## Prompt
The string "struct" appears in some lines of the entries that follow; copy each such line.

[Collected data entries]
______

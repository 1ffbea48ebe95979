// src/db/operation_repo.rs

use std::sync::Arc;

use chrono::{DateTime, Utc};
use rust_decimal::Decimal;
use serde::Serialize;

use crate::{
    common::error::AppError,
    db::store::{to_document, Collection, CollectionPath, DocumentStore, Query},
    models::{
        operation::{DadosDaOperacao, Operation},
        tenancy::TenantScope,
    },
};

// Campos derivados, recalculados em toda escrita
#[derive(Serialize)]
#[serde(rename_all = "camelCase")]
struct OperationFields<'a> {
    #[serde(flatten)]
    dados: &'a DadosDaOperacao,
    cliente: &'a str,
    valor_recebido: Decimal,
}

impl<'a> OperationFields<'a> {
    fn new(dados: &'a DadosDaOperacao, cliente: &'a str) -> Self {
        Self {
            dados,
            cliente,
            valor_recebido: dados.valor_recebido(),
        }
    }
}

#[derive(Serialize)]
#[serde(rename_all = "camelCase")]
struct NewOperationRecord<'a> {
    #[serde(flatten)]
    fields: OperationFields<'a>,
    criado_por: &'a str,
    #[serde(with = "chrono::serde::ts_milliseconds")]
    created_at: DateTime<Utc>,
}

#[derive(Clone)]
pub struct OperationRepository {
    store: Arc<dyn DocumentStore>,
}

impl OperationRepository {
    pub fn new(store: Arc<dyn DocumentStore>) -> Self {
        Self { store }
    }

    fn collection(scope: &TenantScope) -> CollectionPath {
        CollectionPath::scoped(scope, Collection::Operacoes)
    }

    /// Grava a operação com `valorRecebido` calculado e o nome do cliente copiado.
    pub async fn create(
        &self,
        scope: &TenantScope,
        dados: &DadosDaOperacao,
        cliente: &str,
        criado_por: &str,
        created_at: DateTime<Utc>,
    ) -> Result<Operation, AppError> {
        let record = NewOperationRecord {
            fields: OperationFields::new(dados, cliente),
            criado_por,
            created_at,
        };
        let stored = self
            .store
            .insert(&Self::collection(scope), to_document(&record)?)
            .await?;
        stored.decode()
    }

    pub async fn list(&self, scope: &TenantScope) -> Result<Vec<Operation>, AppError> {
        self.store
            .list(&Self::collection(scope))
            .await?
            .into_iter()
            .map(|doc| doc.decode())
            .collect()
    }

    pub async fn list_by_cliente(
        &self,
        scope: &TenantScope,
        cliente_id: &str,
    ) -> Result<Vec<Operation>, AppError> {
        let query = Query::new(Self::collection(scope)).where_eq("clienteId", cliente_id);
        self.store
            .query(&query)
            .await?
            .into_iter()
            .map(|doc| doc.decode())
            .collect()
    }

    pub async fn find_by_id(
        &self,
        scope: &TenantScope,
        id: &str,
    ) -> Result<Option<Operation>, AppError> {
        self.store
            .get(&Self::collection(scope), id)
            .await?
            .map(|doc| doc.decode())
            .transpose()
    }

    pub async fn update(
        &self,
        scope: &TenantScope,
        id: &str,
        dados: &DadosDaOperacao,
        cliente: &str,
    ) -> Result<Option<Operation>, AppError> {
        let fields = OperationFields::new(dados, cliente);
        self.store
            .update(&Self::collection(scope), id, to_document(&fields)?)
            .await?
            .map(|doc| doc.decode())
            .transpose()
    }

    pub async fn delete(&self, scope: &TenantScope, id: &str) -> Result<bool, AppError> {
        self.store.delete(&Self::collection(scope), id).await
    }
}
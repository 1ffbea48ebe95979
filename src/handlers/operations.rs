// src/handlers/operations.rs

use axum::{
    extract::{Path, Query, State},
    http::{header, StatusCode},
    response::IntoResponse,
    Json,
};

use crate::{
    common::error::AppError,
    config::AppState,
    middleware::tenancy::CurrentTenant,
    models::operation::{DadosDaOperacao, Operation, OperationFilter},
    services::export::{content_disposition, to_export_rows, write_xlsx, EXPORT_CONTENT_TYPE},
};

// POST /api/operations
#[utoipa::path(
    post,
    path = "/api/operations",
    tag = "Operações",
    request_body = DadosDaOperacao,
    responses(
        (status = 201, description = "Operação cadastrada", body = Operation),
        (status = 400, description = "Dados inválidos"),
        (status = 404, description = "Cliente não encontrado")
    ),
    security(("api_jwt" = []))
)]
pub async fn create_operation(
    State(app_state): State<AppState>,
    tenant: CurrentTenant,
    Json(payload): Json<DadosDaOperacao>,
) -> Result<impl IntoResponse, AppError> {
    let operation = app_state
        .operation_service
        .create(tenant.context(), payload)
        .await?
        .ok_or(AppError::InvalidToken)?;

    Ok((StatusCode::CREATED, Json(operation)))
}

// GET /api/operations
#[utoipa::path(
    get,
    path = "/api/operations",
    tag = "Operações",
    params(OperationFilter),
    responses(
        (status = 200, description = "Operações visíveis, mais recentes primeiro", body = Vec<Operation>)
    ),
    security(("api_jwt" = []))
)]
pub async fn list_operations(
    State(app_state): State<AppState>,
    tenant: CurrentTenant,
    Query(filter): Query<OperationFilter>,
) -> Result<impl IntoResponse, AppError> {
    let operations = app_state
        .operation_service
        .list(tenant.context(), &filter)
        .await?;
    Ok((StatusCode::OK, Json(operations)))
}

// GET /api/operations/export
#[utoipa::path(
    get,
    path = "/api/operations/export",
    tag = "Operações",
    params(OperationFilter),
    responses(
        (status = 200, description = "Planilha .xlsx das operações filtradas", content_type = "application/vnd.openxmlformats-officedocument.spreadsheetml.sheet")
    ),
    security(("api_jwt" = []))
)]
pub async fn export_operations(
    State(app_state): State<AppState>,
    tenant: CurrentTenant,
    Query(filter): Query<OperationFilter>,
) -> Result<impl IntoResponse, AppError> {
    let operations = app_state
        .operation_service
        .list(tenant.context(), &filter)
        .await?;
    let body = write_xlsx(&to_export_rows(&operations))?;

    tracing::info!(linhas = operations.len(), "📄 Exportação de operações gerada");

    Ok((
        StatusCode::OK,
        [
            (header::CONTENT_TYPE, EXPORT_CONTENT_TYPE.to_string()),
            (header::CONTENT_DISPOSITION, content_disposition()),
        ],
        body,
    ))
}

// GET /api/operations/{id}
#[utoipa::path(
    get,
    path = "/api/operations/{id}",
    tag = "Operações",
    params(("id" = String, Path, description = "ID da operação")),
    responses(
        (status = 200, description = "Operação", body = Operation),
        (status = 404, description = "Operação não encontrada")
    ),
    security(("api_jwt" = []))
)]
pub async fn get_operation(
    State(app_state): State<AppState>,
    tenant: CurrentTenant,
    Path(id): Path<String>,
) -> Result<impl IntoResponse, AppError> {
    let operation = app_state
        .operation_service
        .get(tenant.context(), &id)
        .await?
        .ok_or_else(|| AppError::not_found("Operação"))?;

    Ok((StatusCode::OK, Json(operation)))
}

// PUT /api/operations/{id}
#[utoipa::path(
    put,
    path = "/api/operations/{id}",
    tag = "Operações",
    params(("id" = String, Path, description = "ID da operação")),
    request_body = DadosDaOperacao,
    responses(
        (status = 200, description = "Operação atualizada", body = Operation),
        (status = 403, description = "Operação de outro colaborador"),
        (status = 404, description = "Operação não encontrada")
    ),
    security(("api_jwt" = []))
)]
pub async fn update_operation(
    State(app_state): State<AppState>,
    tenant: CurrentTenant,
    Path(id): Path<String>,
    Json(payload): Json<DadosDaOperacao>,
) -> Result<impl IntoResponse, AppError> {
    let operation = app_state
        .operation_service
        .update(tenant.context(), &id, payload)
        .await?
        .ok_or(AppError::InvalidToken)?;

    Ok((StatusCode::OK, Json(operation)))
}

// DELETE /api/operations/{id}
#[utoipa::path(
    delete,
    path = "/api/operations/{id}",
    tag = "Operações",
    params(("id" = String, Path, description = "ID da operação")),
    responses(
        (status = 204, description = "Operação excluída"),
        (status = 403, description = "Operação de outro colaborador"),
        (status = 404, description = "Operação não encontrada")
    ),
    security(("api_jwt" = []))
)]
pub async fn delete_operation(
    State(app_state): State<AppState>,
    tenant: CurrentTenant,
    Path(id): Path<String>,
) -> Result<impl IntoResponse, AppError> {
    app_state
        .operation_service
        .delete(tenant.context(), &id)
        .await?;
    Ok(StatusCode::NO_CONTENT)
}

______

## Response to the task
struct OperationFields<'a> {
struct NewOperationRecord<'a> {
pub struct OperationRepository {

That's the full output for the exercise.